When released into the atmosphere, these chemicals damage the stratospheric ozone layer, Earth’s protective shield that protects humans and the environment from harmful levels of ultraviolet radiation from the sun. Adopted on 16 September 1987, the Protocol is, to date, one of the few treaties to achieve universal ratification.
National plan on controlled substances
Nguyễn Bá Tú, of the Greenhouse Gas Emissions and Ozone Layer Protection Office, said that constructing the national plan on management and elimination of substances that deplete the ozone layer is considered vital. This is to fulfil Việt Nam's obligations under international treaties and to carry out tasks to protect the ozone layer in accordance with the Law on Environmental Protection 2020.
The national plan’s drafting team was formed in December 2022.

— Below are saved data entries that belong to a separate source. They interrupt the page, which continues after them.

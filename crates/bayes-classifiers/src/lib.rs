//! bayes-classifiers: Gaussian Naive Bayes for binary, integer-coded tables.
//!
//! The statistical core is `data_handling` (train/test split), `models`
//! (estimation and prediction) and `evaluation` (confusion counts and
//! metrics). Around it sit the collaborators: `preprocessing` for turning raw
//! text into integers, `io` for delimited files and model persistence, and
//! `report` for text rendering.
pub mod config;
pub mod data_handling;
pub mod error;
pub mod evaluation;
pub mod frame;
pub mod io;
pub mod models;
pub mod preprocessing;
pub mod report;

pub use error::{ClassifierError, ErrorKind, Result};
pub use frame::{Frame, Sample};
//! Estimation and prediction for the Gaussian Naive Bayes classifier.
use std::collections::BTreeMap;
use std::fmt;

use rayon::prelude::*;
use serde::Serialize;

use crate::config::ModelConfig;
use crate::error::{ClassifierError, Result};
use crate::frame::{Frame, Sample};
use crate::models::params::{ClassPriors, FeatureStats, GaussianParams, Model, BINARY_CLASSES};

/// Outcome of scoring one sample.
#[derive(Debug, Clone, Copy, PartialEq, Eq, Serialize)]
pub enum Prediction {
    Class(i64),
    /// No class scored above zero.
    NoConfidentClass,
}

impl Prediction {
    pub fn class(&self) -> Option<i64> {
        match self {
            Prediction::Class(c) => Some(*c),
            Prediction::NoConfidentClass => None,
        }
    }
}

impl fmt::Display for Prediction {
    fn fmt(&self, f: &mut fmt::Formatter) -> fmt::Result {
        match self {
            Prediction::Class(c) => write!(f, "{}", c),
            Prediction::NoConfidentClass => write!(f, "NA"),
        }
    }
}

/// Running sums for one (feature, class) cell.
#[derive(Debug, Clone, Copy, Default)]
struct Accumulator {
    count: usize,
    sum: f64,
    sum_sq: f64,
}

impl Accumulator {
    fn push(&mut self, value: i64) {
        let value = value as f64;
        self.count += 1;
        self.sum += value;
        self.sum_sq += value * value;
    }

    fn finish(&self, var_smoothing: f64) -> Option<GaussianParams> {
        if self.count == 0 {
            return None;
        }
        let n = self.count as f64;
        let mean = self.sum / n;
        // population variance; cancellation can push it slightly below zero
        let variance = (self.sum_sq / n - mean * mean).max(0.0);
        Some(GaussianParams::new(mean, variance + var_smoothing))
    }
}

/// Fit class priors and feature statistics with default settings.
pub fn fit(train: &Frame, label_column: &str) -> Result<(ClassPriors, FeatureStats)> {
    fit_with_config(train, label_column, &ModelConfig::default())
}

/// Fit class priors and per (feature, class) Gaussian parameters.
///
/// Priors cover only the classes present in `train`. Statistics are produced
/// for both labels of the binary convention; a label with no training rows
/// gets undefined (`None`) cells.
///
/// # Arguments
///
/// * `train` - Training frame including the label column
/// * `label_column` - Name of the 0/1 label column
/// * `config` - Estimation settings
pub fn fit_with_config(
    train: &Frame,
    label_column: &str,
    config: &ModelConfig,
) -> Result<(ClassPriors, FeatureStats)> {
    config.validate()?;
    let labels = train.binary_labels(label_column)?;
    let total = labels.len();

    let mut class_counts: BTreeMap<i64, usize> = BTreeMap::new();
    for &class in labels {
        *class_counts.entry(class).or_default() += 1;
    }

    let priors: ClassPriors = class_counts
        .iter()
        .map(|(&class, &count)| (class, count as f64 / total as f64))
        .collect();

    log::debug!(
        "Fitting on {} rows: class counts {:?}",
        total,
        class_counts
    );

    let features: Vec<(&str, &[i64])> = train
        .columns()
        .filter(|(name, _)| *name != label_column)
        .collect();

    // Each feature column is summed independently.
    let sums: Vec<(&str, BTreeMap<i64, Accumulator>)> = features
        .par_iter()
        .map(|&(feature, values)| {
            let mut by_class: BTreeMap<i64, Accumulator> = BTreeMap::new();
            for (&value, &class) in values.iter().zip(labels) {
                by_class.entry(class).or_default().push(value);
            }
            (feature, by_class)
        })
        .collect();

    // Each (feature, class) cell is finalised on its own task.
    let var_smoothing = config.var_smoothing;
    let jobs: Vec<(&str, &BTreeMap<i64, Accumulator>, i64)> = sums
        .iter()
        .flat_map(|(feature, by_class)| {
            BINARY_CLASSES
                .iter()
                .map(move |&class| (*feature, by_class, class))
        })
        .collect();

    let cells: Vec<(&str, i64, Option<GaussianParams>)> = jobs
        .into_par_iter()
        .map(|(feature, by_class, class)| {
            let params = by_class
                .get(&class)
                .and_then(|acc| acc.finish(var_smoothing));
            match params {
                Some(p) => log::debug!(
                    "Class {}, Feature {}: Mean = {:.2}, Variance = {:.2}",
                    class,
                    feature,
                    p.mean,
                    p.variance
                ),
                None => log::debug!(
                    "Class {}, Feature {}: no training rows, statistics undefined",
                    class,
                    feature
                ),
            }
            (feature, class, params)
        })
        .collect();

    Ok((priors, cells.into_iter().collect()))
}

/// Score every class in `priors` and return the most likely one.
///
/// The score of a class is its prior multiplied by the Gaussian density of
/// each feature in `sample`. A class must score strictly above zero and
/// strictly above every earlier class (ascending label order) to win.
///
/// # Errors
///
/// * `UnknownFeature` if a sample feature has no statistics
/// * `UndefinedStatistics` if a scored class has an undefined cell
/// * `ZeroVariance` if a scored class has a zero-variance cell
pub fn predict(sample: &Sample, priors: &ClassPriors, stats: &FeatureStats) -> Result<Prediction> {
    let mut best: Option<(i64, f64)> = None;

    for (class, prior) in priors.iter() {
        let mut score = prior;
        for (feature, &value) in sample {
            let params = stats.lookup(feature, class)?;
            score *= params.likelihood(value as f64, feature, class)?;
        }
        log::trace!("Class {}: score = {:.6e}", class, score);

        let best_score = best.map_or(0.0, |(_, s)| s);
        if score > best_score {
            best = Some((class, score));
        }
    }

    let prediction = match best {
        Some((class, _)) => Prediction::Class(class),
        None => Prediction::NoConfidentClass,
    };
    log::trace!("Predicted class: {}", prediction);
    Ok(prediction)
}

/// Fail with `MissingColumn` unless `frame` has every fitted feature as a
/// non-label column.
pub fn check_features(frame: &Frame, label_column: &str, stats: &FeatureStats) -> Result<()> {
    for feature in stats.features() {
        if feature == label_column || frame.column(feature).is_none() {
            return Err(ClassifierError::MissingColumn(feature.to_string()));
        }
    }
    Ok(())
}

impl Model {
    /// Fit a model on `train`.
    pub fn fit(train: &Frame, label_column: &str, config: &ModelConfig) -> Result<Self> {
        let (priors, stats) = fit_with_config(train, label_column, config)?;
        Ok(Model::new(priors, stats))
    }

    pub fn predict(&self, sample: &Sample) -> Result<Prediction> {
        predict(sample, &self.priors, &self.stats)
    }

    /// Predict every row of `frame`, ignoring `label_column` if present.
    pub fn predict_frame(&self, frame: &Frame, label_column: &str) -> Result<Vec<Prediction>> {
        check_features(frame, label_column, &self.stats)?;
        (0..frame.nrows())
            .map(|i| self.predict(&frame.row(i, label_column)))
            .collect()
    }
}

#[cfg(test)]
mod tests {
    use super::*;
    use crate::error::ErrorKind;

    fn age_frame() -> Frame {
        Frame::from_columns(vec![
            ("age", vec![25, 30, 70, 72]),
            ("class", vec![0, 0, 1, 1]),
        ])
        .unwrap()
    }

    fn sample(pairs: &[(&str, i64)]) -> Sample {
        pairs.iter().map(|(k, v)| (k.to_string(), *v)).collect()
    }

    #[test]
    fn fit_matches_hand_computed_statistics() {
        let (priors, stats) = fit(&age_frame(), "class").unwrap();

        assert!((priors.get(0).unwrap() - 0.5).abs() < 1e-12);
        assert!((priors.get(1).unwrap() - 0.5).abs() < 1e-12);

        let c0 = stats.lookup("age", 0).unwrap();
        assert!((c0.mean - 27.5).abs() < 1e-12);
        assert!((c0.variance - 6.25).abs() < 1e-12);

        let c1 = stats.lookup("age", 1).unwrap();
        assert!((c1.mean - 71.0).abs() < 1e-12);
        assert!((c1.variance - 1.0).abs() < 1e-12);
    }

    #[test]
    fn predict_picks_closest_class() {
        let (priors, stats) = fit(&age_frame(), "class").unwrap();
        let prediction = predict(&sample(&[("age", 71)]), &priors, &stats).unwrap();
        assert_eq!(prediction, Prediction::Class(1));

        let prediction = predict(&sample(&[("age", 28)]), &priors, &stats).unwrap();
        assert_eq!(prediction, Prediction::Class(0));
    }

    #[test]
    fn priors_sum_to_one() {
        let frame = Frame::from_columns(vec![
            ("x", vec![1, 2, 3, 4, 5, 6, 7]),
            ("class", vec![0, 1, 1, 0, 1, 1, 1]),
        ])
        .unwrap();
        let (priors, _) = fit(&frame, "class").unwrap();
        assert!((priors.total() - 1.0).abs() < 1e-9);
    }

    #[test]
    fn absent_class_has_no_prior_and_undefined_stats() {
        let frame =
            Frame::from_columns(vec![("x", vec![1, 2, 3]), ("class", vec![0, 0, 0])]).unwrap();
        let (priors, stats) = fit(&frame, "class").unwrap();

        assert_eq!(priors.len(), 1);
        assert!(priors.get(1).is_none());
        assert_eq!(stats.get("x", 1), Some(None));
        assert!(stats.get("x", 0).unwrap().is_some());
    }

    #[test]
    fn empty_training_frame_gives_empty_model() {
        let frame = Frame::from_columns(vec![("x", vec![]), ("class", vec![])]).unwrap();
        let (priors, stats) = fit(&frame, "class").unwrap();
        assert!(priors.is_empty());
        assert!(stats.iter().all(|(_, _, p)| p.is_none()));

        let prediction = predict(&sample(&[("x", 1)]), &priors, &stats).unwrap();
        assert_eq!(prediction, Prediction::NoConfidentClass);
    }

    #[test]
    fn fit_rejects_non_binary_labels() {
        let frame = Frame::from_columns(vec![("x", vec![1, 2]), ("class", vec![0, 3])]).unwrap();
        let err = fit(&frame, "class").unwrap_err();
        assert_eq!(err.kind(), ErrorKind::MalformedInput);
    }

    #[test]
    fn fit_rejects_missing_label_column() {
        let frame = Frame::from_columns(vec![("x", vec![1, 2])]).unwrap();
        assert!(matches!(
            fit(&frame, "class"),
            Err(ClassifierError::MissingColumn(_))
        ));
    }

    #[test]
    fn zero_variance_is_a_model_quality_error() {
        let frame = Frame::from_columns(vec![
            ("flag", vec![1, 1, 0, 1]),
            ("class", vec![0, 0, 1, 1]),
        ])
        .unwrap();
        let (priors, stats) = fit(&frame, "class").unwrap();
        assert_eq!(stats.lookup("flag", 0).unwrap().variance, 0.0);

        let err = predict(&sample(&[("flag", 0)]), &priors, &stats).unwrap_err();
        assert!(matches!(err, ClassifierError::ZeroVariance { class: 0, .. }));
        assert_eq!(err.kind(), ErrorKind::ModelQuality);
    }

    #[test]
    fn smoothing_keeps_zero_variance_cells_usable() {
        let frame = Frame::from_columns(vec![
            ("flag", vec![1, 1, 0, 1]),
            ("class", vec![0, 0, 1, 1]),
        ])
        .unwrap();
        let model = Model::fit(&frame, "class", &ModelConfig::new(1e-3)).unwrap();
        let prediction = model.predict(&sample(&[("flag", 1)])).unwrap();
        assert_eq!(prediction, Prediction::Class(0));
    }

    #[test]
    fn unknown_feature_is_malformed_input() {
        let (priors, stats) = fit(&age_frame(), "class").unwrap();
        let err = predict(&sample(&[("height", 180)]), &priors, &stats).unwrap_err();
        assert!(matches!(err, ClassifierError::UnknownFeature(_)));
    }

    #[test]
    fn underflowing_scores_report_no_confident_class() {
        let (priors, stats) = fit(&age_frame(), "class").unwrap();
        let prediction = predict(&sample(&[("age", 100_000)]), &priors, &stats).unwrap();
        assert_eq!(prediction, Prediction::NoConfidentClass);
        assert_eq!(prediction.class(), None);
        assert_eq!(prediction.to_string(), "NA");
    }

    #[test]
    fn ties_keep_the_lower_label() {
        let mut stats = FeatureStats::new();
        stats.insert("x", 0, Some(GaussianParams::new(0.0, 1.0)));
        stats.insert("x", 1, Some(GaussianParams::new(0.0, 1.0)));
        let priors: ClassPriors = vec![(0, 0.5), (1, 0.5)].into_iter().collect();

        let prediction = predict(&sample(&[("x", 0)]), &priors, &stats).unwrap();
        assert_eq!(prediction, Prediction::Class(0));
    }

    #[test]
    fn predict_frame_skips_label_column() {
        let model = Model::fit(&age_frame(), "class", &ModelConfig::default()).unwrap();
        let predictions = model.predict_frame(&age_frame(), "class").unwrap();
        assert_eq!(
            predictions,
            vec![
                Prediction::Class(0),
                Prediction::Class(0),
                Prediction::Class(1),
                Prediction::Class(1)
            ]
        );
    }

    #[test]
    fn predict_frame_requires_every_fitted_feature() {
        let train = Frame::from_columns(vec![
            ("age", vec![25, 30, 70, 72]),
            ("bmi", vec![20, 22, 31, 29]),
            ("class", vec![0, 0, 1, 1]),
        ])
        .unwrap();
        let model = Model::fit(&train, "class", &ModelConfig::default()).unwrap();

        let without_bmi = age_frame();
        let err = model.predict_frame(&without_bmi, "class").unwrap_err();
        assert!(matches!(err, ClassifierError::MissingColumn(ref name) if name == "bmi"));
        assert_eq!(err.kind(), ErrorKind::MalformedInput);

        // the label column may be absent at prediction time
        let unlabelled = Frame::from_columns(vec![("age", vec![71]), ("bmi", vec![30])]).unwrap();
        assert_eq!(
            model.predict_frame(&unlabelled, "class").unwrap(),
            vec![Prediction::Class(1)]
        );
    }
}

From December 2022 to July 2023, the team undertook research and surveys; they collected data on the consumption of controlled substances in Việt Nam, reviewed and assessed the selection of technology and refrigerant alternatives, and collaborated with experts from the World Bank and UNEP, as well as domestic scientists, to propose scenarios for the consumption of controlled substances up to 2045, he said.
The consultation and revision of the plan commenced in July 2023, he added.
According to the schedule, the plan will be presented to the ministry for approval between September and October 2023, he said.
The plan's objective is to manage effectively and gradually eliminate the controlled substances in line with the roadmap. This will involve transitioning to technology that utilises substances with low or zero global warming potential, aiming to cut emissions by 11.2 tonnes of CO2 equivalent, he explained.
Funds for the implementation of the plan will come from the State budget and will also be sourced from organisations, individuals, and other legal funding avenues, he said.